[Column] Astellia’s Subscription Trial Should Be Free/Contribute

Astellia Online is launching with a subscription, by which I mean it’s launching with a trial subscription, and it’s a bunch of tat.

When Astellia launches it will cost $40 for the introductory kit, with no word on how quickly the game will go free to play once the market wholly rejects paying up front for what is otherwise a rather generic import MMO that feels like it came out roughly ten years ago. If you’re not interested in the $40 up front fee, you can penalize yourself by spending $10 per month to check out a “trial” version that is otherwise the exact same thing and contains no restrictions. Astellia is not a subscription title otherwise.

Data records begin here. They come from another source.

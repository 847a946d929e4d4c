//! Router rule parsing
//!
//! Extracts host names from Traefik router rules such as
//! ``Host(`app.example.com`) && PathPrefix(`/api`)``.

use std::collections::HashMap;

use once_cell::sync::Lazy;
use regex::Regex;

/// Label keys carrying router rules contain this and end in `rule`
const ROUTER_LABEL_MARKER: &str = "traefik.http.routers";

static HOST_MATCHER: Lazy<Regex> = Lazy::new(|| {
    Regex::new(r"(?i)\bhost\(([^)]*)\)").unwrap_or_else(|e| panic!("invalid host matcher: {e}"))
});

static BACKTICKED: Lazy<Regex> =
    Lazy::new(|| Regex::new(r"`([^`]+)`").unwrap_or_else(|e| panic!("invalid name matcher: {e}")));

/// Whether a container label key names a router rule
pub fn is_router_rule_label(key: &str) -> bool {
    key.contains(ROUTER_LABEL_MARKER) && key.ends_with("rule")
}

/// Host names named by `Host(...)` matchers in `rule`, in order
pub fn hosts_in_rule(rule: &str) -> Vec<String> {
    HOST_MATCHER
        .captures_iter(rule)
        .filter_map(|caps| caps.get(1))
        .flat_map(|args| {
            BACKTICKED
                .captures_iter(args.as_str())
                .filter_map(|name| name.get(1))
                .map(|name| name.as_str().trim().to_string())
                .filter(|name| !name.is_empty())
                .collect::<Vec<_>>()
        })
        .collect()
}

/// Host names from every router rule label, sorted and deduplicated
pub fn hosts_in_labels(labels: &HashMap<String, String>) -> Vec<String> {
    let mut hosts: Vec<String> = labels
        .iter()
        .filter(|(key, _)| is_router_rule_label(key))
        .flat_map(|(_, rule)| hosts_in_rule(rule))
        .collect();
    hosts.sort();
    hosts.dedup();
    hosts
}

Here’s the fun part: Your $10 per month doesn’t contribute to your purchase price, so if you are going to “play it safe” your penalty is that you’ll be paying a 25% premium for the privilege of doing so. If you sub for two or more months, and I can’t imagine why anyone would outside of forgetting to cancel their auto-renewal, well you might as well just call it a day. BarunsOn Studio calls it a “risk vs reward” system, whereas I’ll just call it a “contempt for the customer” system, one where the publisher knows that they have a steep uphill battle convincing a large number of people to buy into a $40 game that looks a lot like the dime-a-dozen Korean MMOs that launch for free by the thousands every year, but there’s no way management is going to open the door to thousands of gold farmer accounts without getting at least a little bit of dosh in return.

Astellia’s business model runs the risk of death by a thousand cuts of apathy, and the whole thing is worse considering it’s been done before. Other games have introduced starter editions that get you into the game at a lower cost, and then allow you to upgrade to the full game if you like what you’re playing. Many of those games (Rainbow Six: Siege, Call of Duty: Black Ops 3, etc) are insanely successful, more than Astellia Online is likely capable of conceiving. They don’t begrudgingly punish people for their skepticism.

Astellia asking players to throw away ten dollars risks immediately creating a relationship of animosity. There is no reason outside of contempt or greed (or some combination of the two) to immediately start your outreach to potential customers on such a hostile note, and no reason that the $10 first month can’t go toward the cost of the game. That would foster a more welcoming image. The number of sales you get from people who pay the $10 and then eat the cost and upgrade to the full version won’t be zero. I’m also willing to bet it won’t be a large number either. Ten bucks isn’t a lot of money, but Astellia isn’t a particularly high quality game. In the grand scheme of things gamers have a lot of other options either through the games that they already bought or through the multitude of free to play MMOs that are of much higher quality, far more content, and already have an established user base.

I’ve seen posts in the forums with people boasting about the idea that this acts as a gatekeeper and that it “weeds out people like you” toward critics. I’ve been writing about MMOs for fifteen years, these are the same people who will be wondering why nobody was willing to give the game a try in 2020 when the announcement comes that the game just didn’t get a good enough return to remain solvent.

All this for yet another game coming out of Korea that promises it will totally never include those crazy pay to win schemes that the Korean version has. Developers have never broken their promise in that scenario, right? At the very least, we can hope that the gold farmers (whom I suspect are at least tangentially related to this lower price version) who bulk-buy accounts to spam chat with advertising aren’t using stolen credit cards. Don’t forget, every dollar lost to a chargeback costs roughly $2.40.

This is where my free consultation of Astellia Online comes to a close. You can have your people call my people for more details.